Le système immunitaire, dont les mécanismes sont fortement conservés chez tous les humains et les animaux qui nous sont proches évolutivement, est constitués de milliers de composants qui, ensemble, travaillent à protéger notre organisme des dangers qu’il peut rencontrer. Toutefois, il existe des différences subtiles selon les individus… Par exemple, pourquoi certaines personnes ne réagissent pas à certains vaccins ?

Quelle est la part de génétique ?

Dans un article intéressant, Brodin et ses collaborateurs, en 2015, ont étudié des jumeaux monozygotes et dizygotes (façon péteuse de dire vrais et faux jumeaux) et comment leurs systèmes immunitaires réagissent à un même stimulus. Si l’ensemble des facteurs qui régissent la réponse immunitaire est génétique, on devrait avoir des réponses strictement identiques chez les vrais jumeaux et on peut estimer qu’on s’attend à avoir des réponses 50% similaires chez de faux jumeaux… Or il semble que ce ne soit pas le cas.Une seringue vaccinale

Sur les différents paramètres étudiés, incluant notamment la fréquence des différentes cellules immunitaires, les cytokines (des SMS entre cellules immunitaires) et autres protéines immunitaires retrouvées dans le sang, cette équipe a trouvé que les trois quarts des paramètres sont dominés par des facteurs « non héritables » et, dans un peu plus de la moitié des cas, ils n’ont même pas détecté de d’influence de la génétique.
Par ailleurs, les systèmes immunitaires de jumeaux âgés se ressemblent moins que ce de deux jumeaux jeunes, suggérant que les paramètres peuvent diverger de plus en plus au long de la vie des personnes étudiées.
Bien que les conclusions définitives que l’on puisse tirer de cette étude soient limitées, elle soulève plusieurs points intéressants…

Des facteurs génétiques, oui mais lesquels ?

On va toucher un peu à de l’immunologie de niveau université ici, mais pas de panique, tout sera simplement expliqué, ce sera facile à comprendre.

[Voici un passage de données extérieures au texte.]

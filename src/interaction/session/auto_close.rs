use bevy::prelude::*;

use crate::core::config::GameConfig;
use crate::gameplay::balloons::{BalloonRegistry, PopStats};

#[derive(Resource, Deref, DerefMut)]
struct AutoCloseTimer(Timer);

/// Exits the app after `window.autoClose` seconds (disabled when <= 0).
pub struct AutoClosePlugin;

impl Plugin for AutoClosePlugin {
    fn build(&self, app: &mut App) {
        app.add_systems(Startup, arm_auto_close)
            .add_systems(Update, tick_auto_close);
    }
}

fn arm_auto_close(mut commands: Commands, cfg: Res<GameConfig>) {
    let secs = cfg.window.auto_close;
    if secs > 0.0 {
        info!(target: "session", "auto-close armed: exiting after {secs} seconds");
        commands.insert_resource(AutoCloseTimer(Timer::from_seconds(secs, TimerMode::Once)));
    }
}

fn tick_auto_close(
    time: Res<Time>,
    timer: Option<ResMut<AutoCloseTimer>>,
    registry: Option<Res<BalloonRegistry>>,
    stats: Option<Res<PopStats>>,
    mut exit: EventWriter<AppExit>,
) {
    let Some(mut timer) = timer else {
        return;
    };
    if !timer.tick(time.delta()).just_finished() {
        return;
    }
    let slots = registry.map(|r| r.len()).unwrap_or(0);
    let stats = stats.map(|s| *s).unwrap_or_default();
    info!(
        target: "session",
        "auto-close: {slots} slots, {} top pops, {} click pops, {} respawns; exiting",
        stats.reached_top, stats.clicked, stats.respawned
    );
    exit.write(AppExit::Success);
}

Quand la détection est moins efficace

Une réponse immunitaire est une cascade d’évènements ultra-complexes qui s’affectent mutuellement. Lorsqu’un pathogène pénètre votre organisme lors d’une coupure de la peau, dans vos poumons lorsqu’un voisin vous éternue à la figure dans le bus ou après une injection vaccinale, des cellules spécialisées dites « présentatrices d’antigènes » vont prélever ce pathogène, le découper en morceaux et en montrer les différents antigènes au reste du système immunitaire. Pour montrer ces antigènes, ces cellules vont les mettre sur des sortes de vitrines appelées « complexe majeur d’histocompatibilité de type 2 » ou CMHII pour les intimes, et les gènes qui les codent s’appellent HLA chez l’humain. Seulement voilà, il n’y a pas deux personnes ici-bas qui ont la même vitrine. Nous possédons tous des CMHII différents par brassage génétique (mélange de ceux de papa et maman qui n’ont déjà pas les mêmes) et parce qu’il existe de nombreuses mutations, même très petites, qui sont fréquentes dans la population et que l’on appelle « polymorphismes ».

Le fait de tous avoir des CMHII différents implique qu’ils n’ont pas tous la même facilité à montrer tous les antigènes. Je peux, par exemple, mieux présenter un antigène de la rougeole, et vous un antigène de la grippe. Au niveau de l’espèce, c’est très utile, tous avoir des vitrines différentes diminue fortement la chance qu’une bactérie ou un virus parvienne à tous nous tuer. Au niveau de l’individu, cela peut signifier que vous résisterez mieux à la grippe, et moi à la rougeole.

Plusieurs études ont montré qu’en fonction de vos HLA, vous répondrez mieux, ou moins bien, voire pas du tout à certains vaccins comme celui de la grippe, de la rougeole, de la variole ou encore de l’hépatite B.

Quand ça ne capte pas

Admettons que vos cellules présentatrices d’antigènes aient fait leur job et que votre système immunitaire soit maintenant au courant qu’un ennemi est dans la place et que le branle-bas de combat doive être sonné.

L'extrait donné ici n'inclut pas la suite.